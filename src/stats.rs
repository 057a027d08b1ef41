//! `ragline stats`: what the index holds and how big it is on disk.

use anyhow::Result;
use chrono::{DateTime, Local};
use ragline_core::index::IndexStats;
use serde::Serialize;

use crate::config::Config;
use crate::engine::open_index;

#[derive(Debug, Serialize)]
struct StatsReport {
    path: String,
    #[serde(flatten)]
    index: IndexStats,
    file_size: Option<u64>,
    saved_at: Option<String>,
}

pub fn run_stats(config: &Config, json: bool) -> Result<()> {
    let index = open_index(config)?;
    let path = &config.index.path;
    let metadata = std::fs::metadata(path).ok();

    let report = StatsReport {
        path: path.display().to_string(),
        index: index.stats(),
        file_size: metadata.as_ref().map(|m| m.len()),
        saved_at: metadata
            .and_then(|m| m.modified().ok())
            .map(|t| DateTime::<Local>::from(t).format("%Y-%m-%d %H:%M").to_string()),
    };

    if json {
        println!("{}", serde_json::to_string_pretty(&report)?);
        return Ok(());
    }

    let s = &report.index;
    println!("Ragline index");
    println!("  path:       {}", report.path);
    println!("  kind:       {}", s.kind.as_str());
    println!("  metric:     {}", s.metric.as_str());
    println!(
        "  dimension:  {}",
        s.dimension
            .map(|d| d.to_string())
            .unwrap_or_else(|| "-".to_string())
    );
    println!("  model:      {}", s.model.as_deref().unwrap_or("-"));
    println!("  entries:    {}", s.entries);
    println!("  documents:  {}", s.documents);
    match report.file_size {
        Some(size) => println!("  file size:  {}", format_bytes(size)),
        None => println!("  file size:  (not saved yet)"),
    }
    if let Some(saved) = &report.saved_at {
        println!("  saved:      {}", saved);
    }
    Ok(())
}

/// Format a byte count as a human-readable string.
fn format_bytes(bytes: u64) -> String {
    if bytes < 1024 {
        format!("{} B", bytes)
    } else if bytes < 1024 * 1024 {
        format!("{:.1} KB", bytes as f64 / 1024.0)
    } else if bytes < 1024 * 1024 * 1024 {
        format!("{:.1} MB", bytes as f64 / (1024.0 * 1024.0))
    } else {
        format!("{:.2} GB", bytes as f64 / (1024.0 * 1024.0 * 1024.0))
    }
}

#[cfg(test)]
mod tests {
    use super::*;

    #[test]
    fn test_format_bytes() {
        assert_eq!(format_bytes(512), "512 B");
        assert_eq!(format_bytes(2048), "2.0 KB");
        assert_eq!(format_bytes(5 * 1024 * 1024), "5.0 MB");
    }
}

━━━

WHAT IS NEEDED: Return all lines from the entries that contain the string "Serialize".

RESPONSE TO THIS TASK:
use serde::Serialize;
#[derive(Debug, Serialize)]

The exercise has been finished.